# Records for this task
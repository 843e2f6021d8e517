//! Launch configuration, derived from the environment once at startup.

use std::path::PathBuf;

use config::{Config as ConfigLoader, ConfigError, Environment};
use serde::Deserialize;

/// Immutable launch configuration for the gateway and its worker.
///
/// Every field maps to one environment variable (`PORT`, `UPSTREAM_HOST`,
/// `LLAMA_CPP_ARGS`, ...). Empty strings in the optional fields are treated
/// as unset; use the accessor methods rather than reading them directly.
#[derive(Debug, Clone, Deserialize)]
pub struct Config {
    /// Bind host for the public gateway.
    #[serde(default = "default_host")]
    pub host: String,
    /// Bind port for the public gateway.
    #[serde(default = "default_port")]
    pub port: u16,
    /// Loopback host the worker is reachable on.
    #[serde(default = "default_upstream_host")]
    pub upstream_host: String,
    /// Loopback port the worker binds to.
    #[serde(default = "default_upstream_port")]
    pub upstream_port: u16,
    /// Worker binary name, resolved through PATH at spawn time.
    #[serde(default = "default_server_binary")]
    pub server_binary: String,
    /// Extra llama-server arguments as one shell-style string. Appended after
    /// the fixed flags so they win under last-wins argument parsing.
    #[serde(default)]
    pub llama_cpp_args: String,
    /// Directory models are downloaded into and resolved from.
    #[serde(default = "default_models_dir")]
    pub models_dir: PathBuf,
    /// Directory holding the llama.cpp conversion script.
    #[serde(default = "default_llamacpp_dir")]
    pub llamacpp_dir: PathBuf,
    /// Specific GGUF file to serve (relative to the model root).
    #[serde(default)]
    pub model_filename: Option<String>,
    /// Quantization type to apply after conversion (e.g. q4_k_m).
    #[serde(default)]
    pub quantization: Option<String>,
    /// Hugging Face repo to download (e.g. "arcee-ai/AFM-4.5B").
    #[serde(default)]
    pub hf_model_id: Option<String>,
    /// S3 URI to download (s3://bucket/prefix).
    #[serde(default)]
    pub hf_model_uri: Option<String>,
    /// Hugging Face token for gated/private repos.
    #[serde(default)]
    pub hf_token: Option<String>,
    /// Alternative token variable, checked when HF_TOKEN is unset.
    #[serde(default)]
    pub huggingface_token: Option<String>,
}

impl Default for Config {
    fn default() -> Self {
        Self {
            host: default_host(),
            port: default_port(),
            upstream_host: default_upstream_host(),
            upstream_port: default_upstream_port(),
            server_binary: default_server_binary(),
            llama_cpp_args: String::new(),
            models_dir: default_models_dir(),
            llamacpp_dir: default_llamacpp_dir(),
            model_filename: None,
            quantization: None,
            hf_model_id: None,
            hf_model_uri: None,
            hf_token: None,
            huggingface_token: None,
        }
    }
}

fn default_host() -> String {
    "0.0.0.0".to_string()
}
fn default_port() -> u16 {
    8080
}
fn default_upstream_host() -> String {
    "127.0.0.1".to_string()
}
fn default_upstream_port() -> u16 {
    8081
}
fn default_server_binary() -> String {
    "llama-server".to_string()
}
fn default_models_dir() -> PathBuf {
    PathBuf::from("/opt/models")
}
fn default_llamacpp_dir() -> PathBuf {
    PathBuf::from("/opt/llama.cpp")
}

fn non_empty(value: &Option<String>) -> Option<&str> {
    value.as_deref().map(str::trim).filter(|s| !s.is_empty())
}

impl Config {
    /// Load configuration from environment variables.
    pub fn load() -> Result<Self, ConfigError> {
        let config = ConfigLoader::builder()
            .add_source(Environment::default().try_parsing(true))
            .build()?;
        config.try_deserialize()
    }

    /// Base URL of the worker, e.g. "http://127.0.0.1:8081".
    pub fn upstream_base(&self) -> String {
        format!("http://{}:{}", self.upstream_host, self.upstream_port)
    }

    pub fn model_filename(&self) -> Option<&str> {
        non_empty(&self.model_filename)
    }

    pub fn quantization(&self) -> Option<&str> {
        non_empty(&self.quantization)
    }

    pub fn hf_model_id(&self) -> Option<&str> {
        non_empty(&self.hf_model_id)
    }

    pub fn hf_model_uri(&self) -> Option<&str> {
        non_empty(&self.hf_model_uri)
    }

    pub fn hf_token(&self) -> Option<&str> {
        non_empty(&self.hf_token).or_else(|| non_empty(&self.huggingface_token))
    }
}

#[cfg(test)]
mod tests {
    use super::*;

    #[test]
    fn test_defaults() {
        let config = Config::default();
        assert_eq!(config.host, "0.0.0.0");
        assert_eq!(config.port, 8080);
        assert_eq!(config.upstream_host, "127.0.0.1");
        assert_eq!(config.upstream_port, 8081);
        assert_eq!(config.server_binary, "llama-server");
        assert_eq!(config.models_dir, PathBuf::from("/opt/models"));
        assert!(config.llama_cpp_args.is_empty());
    }

    #[test]
    fn test_upstream_base() {
        let config = Config {
            upstream_host: "127.0.0.1".to_string(),
            upstream_port: 9090,
            ..Config::default()
        };
        assert_eq!(config.upstream_base(), "http://127.0.0.1:9090");
    }

    #[test]
    fn test_empty_strings_are_unset() {
        let config = Config {
            model_filename: Some("  ".to_string()),
            quantization: Some(String::new()),
            hf_model_id: Some("arcee-ai/AFM-4.5B".to_string()),
            ..Config::default()
        };
        assert_eq!(config.model_filename(), None);
        assert_eq!(config.quantization(), None);
        assert_eq!(config.hf_model_id(), Some("arcee-ai/AFM-4.5B"));
    }

    #[test]
    fn test_token_fallback() {
        let config = Config {
            huggingface_token: Some("tok2".to_string()),
            ..Config::default()
        };
        assert_eq!(config.hf_token(), Some("tok2"));

        let config = Config {
            hf_token: Some("tok1".to_string()),
            huggingface_token: Some("tok2".to_string()),
            ..Config::default()
        };
        assert_eq!(config.hf_token(), Some("tok1"));
    }
}
//! OpenAI-compatible passthrough endpoint.
//!
//! Forwards /v1 calls to the worker with just enough shape validation to
//! fail fast before a network hop. Validation is advisory; the worker is the
//! source of truth for deep request validity.

use std::sync::Arc;

use axum::extract::{Path, State};
use axum::http::{header, HeaderMap, Method};
use axum::response::Response;
use bytes::Bytes;
use serde_json::Value;

use crate::error::{Error, Result};
use crate::proxy;
use crate::state::AppState;

/// GET/POST/PUT/PATCH /v1/{path} - proxy to the same path on the worker.
pub async fn passthrough(
    State(state): State<Arc<AppState>>,
    Path(path): Path<String>,
    method: Method,
    headers: HeaderMap,
    body: Bytes,
) -> Result<Response> {
    let stream = if method == Method::GET {
        // No body to parse; the Accept header alone decides.
        wants_event_stream(&headers)
    } else {
        resolve_stream_and_validate(&path, &headers, &body)?
    };

    let upstream_path = format!("/v1/{path}");
    proxy::proxy_request(&state, method, &upstream_path, &headers, body, stream).await
}

fn wants_event_stream(headers: &HeaderMap) -> bool {
    headers
        .get(header::ACCEPT)
        .and_then(|v| v.to_str().ok())
        .map(|v| v.starts_with("text/event-stream"))
        .unwrap_or(false)
}

/// Parse the body for the streaming flag and validate known endpoint shapes.
///
/// An unparseable body is not rejected outright when the client asked for an
/// event stream: streaming clients may send chunked bodies we cannot parse,
/// and those go through with validation skipped.
fn resolve_stream_and_validate(path: &str, headers: &HeaderMap, body: &[u8]) -> Result<bool> {
    let payload: Value = match serde_json::from_slice(body) {
        Ok(payload) => payload,
        Err(_) => {
            return if wants_event_stream(headers) {
                Ok(true)
            } else {
                Err(Error::InvalidRequest("invalid JSON body".to_string()))
            };
        }
    };

    match path {
        "chat/completions" => match payload.get("messages") {
            Some(Value::Array(messages)) if !messages.is_empty() => {}
            Some(_) => {
                return Err(Error::InvalidRequest("invalid messages field".to_string()));
            }
            None => {
                return Err(Error::InvalidRequest(
                    "missing required field: messages".to_string(),
                ));
            }
        },
        "completions" => {
            if payload.get("prompt").is_none() {
                return Err(Error::InvalidRequest(
                    "missing required field: prompt".to_string(),
                ));
            }
        }
        _ => {}
    }

    Ok(payload
        .get("stream")
        .and_then(Value::as_bool)
        .unwrap_or(false))
}

#[cfg(test)]
mod tests {
    use super::*;
    use axum::http::HeaderValue;

    fn accept_event_stream() -> HeaderMap {
        let mut headers = HeaderMap::new();
        headers.insert(header::ACCEPT, HeaderValue::from_static("text/event-stream"));
        headers
    }

    #[test]
    fn test_chat_requires_messages() {
        let result = resolve_stream_and_validate("chat/completions", &HeaderMap::new(), b"{}");
        assert!(matches!(result, Err(Error::InvalidRequest(_))));
    }

    #[test]
    fn test_chat_rejects_empty_messages() {
        let body = br#"{"messages": []}"#;
        let result = resolve_stream_and_validate("chat/completions", &HeaderMap::new(), body);
        assert!(matches!(result, Err(Error::InvalidRequest(_))));
    }

    #[test]
    fn test_chat_rejects_non_list_messages() {
        let body = br#"{"messages": "hello"}"#;
        let result = resolve_stream_and_validate("chat/completions", &HeaderMap::new(), body);
        assert!(matches!(result, Err(Error::InvalidRequest(_))));
    }

    #[test]
    fn test_chat_valid_body_reads_stream_flag() {
        let body = br#"{"messages": [{"role": "user", "content": "hi"}], "stream": true}"#;
        let stream =
            resolve_stream_and_validate("chat/completions", &HeaderMap::new(), body).unwrap();
        assert!(stream);
    }

    #[test]
    fn test_completions_requires_prompt() {
        let result = resolve_stream_and_validate("completions", &HeaderMap::new(), b"{}");
        assert!(matches!(result, Err(Error::InvalidRequest(_))));
    }

    #[test]
    fn test_stream_defaults_to_false() {
        let body = br#"{"prompt": "hi"}"#;
        let stream = resolve_stream_and_validate("completions", &HeaderMap::new(), body).unwrap();
        assert!(!stream);
    }

    #[test]
    fn test_unknown_paths_skip_shape_validation() {
        let stream = resolve_stream_and_validate("embeddings", &HeaderMap::new(), b"{}").unwrap();
        assert!(!stream);
    }

    #[test]
    fn test_unparseable_body_with_event_stream_accept_streams() {
        let stream =
            resolve_stream_and_validate("chat/completions", &accept_event_stream(), b"not json")
                .unwrap();
        assert!(stream);
    }

    #[test]
    fn test_unparseable_body_without_event_stream_accept_fails() {
        let result =
            resolve_stream_and_validate("chat/completions", &HeaderMap::new(), b"not json");
        assert!(matches!(result, Err(Error::InvalidRequest(_))));
    }

    #[test]
    fn test_wants_event_stream() {
        assert!(wants_event_stream(&accept_event_stream()));
        assert!(!wants_event_stream(&HeaderMap::new()));

        let mut headers = HeaderMap::new();
        headers.insert(header::ACCEPT, HeaderValue::from_static("application/json"));
        assert!(!wants_event_stream(&headers));
    }
}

# What you need to do
Copy out each line of the material that holds the word "AppState".

# Answer section
use crate::state::AppState;
    State(state): State<Arc<AppState>>,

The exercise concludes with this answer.